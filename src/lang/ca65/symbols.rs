//! Symbol table operations.
//!
//! The `SymbolTable` structure itself is defined in the parent module; this
//! module implements construction during a scan, position queries, and the
//! scoped lookup walk used by the resolver.
//!
//! The lookup walk starts at a base scope and tries to descend through the
//! reference's qualifier chain; on failure it retries from the parent
//! scope, so inner scopes shadow outer ones.  A leading empty qualifier
//! (`::name`) can only be satisfied at the file root, where it is
//! truncated.

use lsp_types as lsp;
use super::{AnonymousLabels,Export,ExportKind,Import,ImportKind,MacroDef,MacroKind,Node,
    RefContext,Reference,Scope,ScopeEntry,ScopeHandle,ScopeKind,Symbol,SymbolKind,SymbolTable,
    ROOT_SCOPE,is_synthetic};
use crate::lang::range_contains_pos;

/// Outcome of a scoped lookup.  An import is only produced by the entry
/// point that allows imports.
#[derive(Clone,Copy,PartialEq,Debug)]
pub enum LookupResult {
    Symbol(usize),
    Scope(ScopeHandle),
    Import(usize)
}

impl LookupResult {
    pub fn to_node(self) -> Node {
        match self {
            Self::Symbol(i) => Node::Symbol(i),
            Self::Scope(i) => Node::Scope(i),
            Self::Import(i) => Node::Import(i)
        }
    }
}

impl SymbolTable {
    pub fn new(uri: &str) -> Self {
        let zero = lsp::Position::new(0,0);
        let root = Scope {
            name: String::new(),
            kind: ScopeKind::Scope,
            parent: None,
            name_rng: lsp::Range::new(zero,zero),
            body: lsp::Range::new(zero,zero),
            segment: None,
            entries: Vec::new()
        };
        Self {
            uri: uri.to_string(),
            scopes: vec![root],
            symbols: Vec::new(),
            imports: Vec::new(),
            exports: Vec::new(),
            macros: Vec::new(),
            references: Vec::new(),
            anon: AnonymousLabels::default(),
            boundaries: Vec::new(),
            include_args: Vec::new(),
            lines: 0
        }
    }

    pub fn add_scope(&mut self, name: &str, kind: ScopeKind, parent: ScopeHandle,
        name_rng: lsp::Range, segment: Option<String>) -> ScopeHandle {
        let handle = self.scopes.len();
        self.scopes.push(Scope {
            name: name.to_string(),
            kind,
            parent: Some(parent),
            name_rng,
            body: lsp::Range::new(name_rng.start,name_rng.end),
            segment,
            entries: Vec::new()
        });
        self.scopes[parent].entries.push(ScopeEntry::Child(handle));
        handle
    }

    pub fn add_symbol(&mut self, name: &str, kind: SymbolKind, scope: ScopeHandle,
        rng: lsp::Range, segment: Option<String>) -> usize {
        let idx = self.symbols.len();
        self.symbols.push(Symbol {
            name: name.to_string(),
            kind,
            rng,
            scope,
            segment
        });
        self.scopes[scope].entries.push(ScopeEntry::Symbol(idx));
        idx
    }

    pub fn add_import(&mut self, name: &str, kind: ImportKind, scope: ScopeHandle,
        rng: lsp::Range, addr_size: Option<String>) -> usize {
        let idx = self.imports.len();
        self.imports.push(Import {
            name: name.to_string(),
            kind,
            rng,
            scope,
            addr_size
        });
        self.scopes[scope].entries.push(ScopeEntry::Import(idx));
        idx
    }

    pub fn add_export(&mut self, name: &str, kind: ExportKind, scope: ScopeHandle,
        rng: lsp::Range, value: Option<String>) -> usize {
        let idx = self.exports.len();
        self.exports.push(Export {
            name: name.to_string(),
            kind,
            rng,
            scope,
            value
        });
        idx
    }

    /// Macro declarations are idempotent, the first definition wins and
    /// later ones are ignored.
    pub fn add_macro(&mut self, name: &str, kind: MacroKind, rng: lsp::Range) -> usize {
        if let Some(idx) = self.macro_by_name(name) {
            return idx;
        }
        let idx = self.macros.len();
        self.macros.push(MacroDef {
            name: name.to_string(),
            kind,
            rng,
            body: rng
        });
        idx
    }

    pub fn macro_by_name(&self, name: &str) -> Option<usize> {
        self.macros.iter().position(|m| m.name == name)
    }

    /// Find the reference whose span contains the position, if any.
    pub fn find_reference_at(&self, pos: &lsp::Position) -> Option<&Reference> {
        self.references.iter().find(|r| range_contains_pos(&r.rng,pos))
    }

    /// Find the deepest scope whose body contains the position.  The root
    /// scope contains every position.
    pub fn find_scope_at(&self, pos: &lsp::Position) -> ScopeHandle {
        let mut best = ROOT_SCOPE;
        let mut best_depth = 0;
        for handle in 1..self.scopes.len() {
            if range_contains_pos(&self.scopes[handle].body,pos) {
                let depth = self.scope_depth(handle);
                if depth > best_depth {
                    best = handle;
                    best_depth = depth;
                }
            }
        }
        best
    }

    fn scope_depth(&self, mut handle: ScopeHandle) -> usize {
        let mut depth = 0;
        while let Some(parent) = self.scopes[handle].parent {
            depth += 1;
            handle = parent;
        }
        depth
    }

    /// First child scope with the given name, in insertion order.
    pub fn child_scope(&self, parent: ScopeHandle, name: &str) -> Option<ScopeHandle> {
        for entry in &self.scopes[parent].entries {
            if let ScopeEntry::Child(h) = entry {
                if self.scopes[*h].name == name {
                    return Some(*h);
                }
            }
        }
        None
    }

    fn local_symbol(&self, scope: ScopeHandle, name: &str) -> Option<usize> {
        for entry in &self.scopes[scope].entries {
            if let ScopeEntry::Symbol(i) = entry {
                if self.symbols[*i].name == name {
                    return Some(*i);
                }
            }
        }
        None
    }

    fn local_import(&self, scope: ScopeHandle, name: &str) -> Option<usize> {
        for entry in &self.scopes[scope].entries {
            if let ScopeEntry::Import(i) = entry {
                if self.imports[*i].name == name {
                    return Some(*i);
                }
            }
        }
        None
    }

    /// Descend from `base` through the qualifier chain as child scopes.
    fn descend(&self, base: ScopeHandle, qualifiers: &[String]) -> Option<ScopeHandle> {
        let mut curr = base;
        for q in qualifiers {
            curr = self.child_scope(curr,q)?;
        }
        Some(curr)
    }

    /// Scoped lookup.  Starting at `base`, descend through the qualifiers;
    /// at the terminal scope search for a child scope (when the context
    /// wants a scope, or the child is a proc, which doubles as a label),
    /// then a local symbol, then an import when `allow_imports`.  On
    /// failure retry from the parent; a leading empty qualifier is
    /// truncated at the root, which anchors `::name` chains there.
    pub fn lookup(&self, base: ScopeHandle, qualifiers: &[String], name: &str,
        ctx: RefContext, allow_imports: bool) -> Option<LookupResult> {
        let mut quals = qualifiers;
        let mut curr = base;
        loop {
            if let Some(terminal) = self.descend(curr,quals) {
                if let Some(child) = self.child_scope(terminal,name) {
                    let wants_scope = matches!(ctx,RefContext::Scope | RefContext::Sizeof);
                    if wants_scope || self.scopes[child].kind == ScopeKind::Proc {
                        return Some(LookupResult::Scope(child));
                    }
                }
                if let Some(sym) = self.local_symbol(terminal,name) {
                    return Some(LookupResult::Symbol(sym));
                }
                if allow_imports {
                    if let Some(imp) = self.local_import(terminal,name) {
                        return Some(LookupResult::Import(imp));
                    }
                }
            }
            match self.scopes[curr].parent {
                Some(parent) => curr = parent,
                None => match quals.first() {
                    Some(q) if q.is_empty() => quals = &quals[1..],
                    _ => return None
                }
            }
        }
    }

    /// Names of the scopes from the root (exclusive) down to `scope`.
    pub fn scope_stack_names(&self, scope: ScopeHandle) -> Vec<String> {
        let mut ans = Vec::new();
        let mut curr = scope;
        while let Some(parent) = self.scopes[curr].parent {
            ans.push(self.scopes[curr].name.clone());
            curr = parent;
        }
        ans.reverse();
        ans
    }

    /// `::`-joined scope stack leading to the node, prefixed with `::`.
    pub fn qualified_name(&self, node: &Node) -> String {
        let mut parts = self.scope_stack_names(self.node_scope(node));
        parts.push(self.node_name(node).to_string());
        format!("::{}",parts.join("::"))
    }

    /// Shortest qualifier chain that resolves back to the node from
    /// `from`.  If no suffix resolves and no other entity was hit, the
    /// full chain without the root anchor is returned; on a conflict the
    /// absolute `::`-prefixed form is returned.
    pub fn shortest_relative_name(&self, from: ScopeHandle, node: &Node) -> String {
        let mut parts = self.scope_stack_names(self.node_scope(node));
        parts.push(self.node_name(node).to_string());
        let ctx = match node {
            Node::Scope(_) => RefContext::Scope,
            _ => RefContext::Symbol
        };
        let mut conflict = false;
        for k in 1..=parts.len() {
            let suffix = &parts[parts.len()-k..];
            let (name,quals) = match suffix.split_last() {
                Some(split) => split,
                None => continue
            };
            match self.lookup(from,quals,name,ctx,true) {
                Some(res) if res.to_node() == *node => return suffix.join("::"),
                Some(_) => conflict = true,
                None => {}
            }
        }
        match conflict {
            true => format!("::{}",parts.join("::")),
            false => parts.join("::")
        }
    }

    pub fn node_name(&self, node: &Node) -> &str {
        match node {
            Node::Symbol(i) => &self.symbols[*i].name,
            Node::Scope(i) => &self.scopes[*i].name,
            Node::Macro(i) => &self.macros[*i].name,
            Node::Import(i) => &self.imports[*i].name,
            Node::Export(i) => &self.exports[*i].name
        }
    }

    /// Span of the defining (or declaring) name token.
    pub fn node_range(&self, node: &Node) -> lsp::Range {
        match node {
            Node::Symbol(i) => self.symbols[*i].rng,
            Node::Scope(i) => self.scopes[*i].name_rng,
            Node::Macro(i) => self.macros[*i].rng,
            Node::Import(i) => self.imports[*i].rng,
            Node::Export(i) => self.exports[*i].rng
        }
    }

    /// Scope that contains the node.  For a scope node this is its parent.
    pub fn node_scope(&self, node: &Node) -> ScopeHandle {
        match node {
            Node::Symbol(i) => self.symbols[*i].scope,
            Node::Scope(i) => self.scopes[*i].parent.unwrap_or(ROOT_SCOPE),
            Node::Macro(_) => ROOT_SCOPE,
            Node::Import(i) => self.imports[*i].scope,
            Node::Export(i) => self.exports[*i].scope
        }
    }

    pub fn node_segment(&self, node: &Node) -> Option<String> {
        match node {
            Node::Symbol(i) => self.symbols[*i].segment.clone(),
            Node::Scope(i) => self.scopes[*i].segment.clone(),
            _ => None
        }
    }

    /// Short kind string for display.
    pub fn node_detail(&self, node: &Node) -> String {
        match node {
            Node::Symbol(i) => self.symbols[*i].kind.to_string(),
            Node::Scope(i) => self.scopes[*i].kind.to_string(),
            Node::Macro(i) => self.macros[*i].kind.to_string(),
            Node::Import(i) => format!("{} declaration",self.imports[*i].kind),
            Node::Export(i) => format!("{} declaration",self.exports[*i].kind)
        }
    }

    /// All defined entities of the file: symbols, named scopes, macros.
    /// Imports and exports are declarations, not definitions.
    pub fn defined_nodes(&self) -> Vec<Node> {
        let mut ans = Vec::new();
        for i in 0..self.symbols.len() {
            ans.push(Node::Symbol(i));
        }
        for i in 1..self.scopes.len() {
            if !is_synthetic(&self.scopes[i].name) {
                ans.push(Node::Scope(i));
            }
        }
        for i in 0..self.macros.len() {
            ans.push(Node::Macro(i));
        }
        ans
    }
}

-=-=-=-=-

From the records above, reproduce exactly the lines from the one with "let ctx = match" to the one with "Some(_) => conflict", both included, and no others.

TASK SOLUTION:
        let ctx = match node {
            Node::Scope(_) => RefContext::Scope,
            _ => RefContext::Symbol
        };
        let mut conflict = false;
        for k in 1..=parts.len() {
            let suffix = &parts[parts.len()-k..];
            let (name,quals) = match suffix.split_last() {
                Some(split) => split,
                None => continue
            };
            match self.lookup(from,quals,name,ctx,true) {
                Some(res) if res.to_node() == *node => return suffix.join("::"),
                Some(_) => conflict = true,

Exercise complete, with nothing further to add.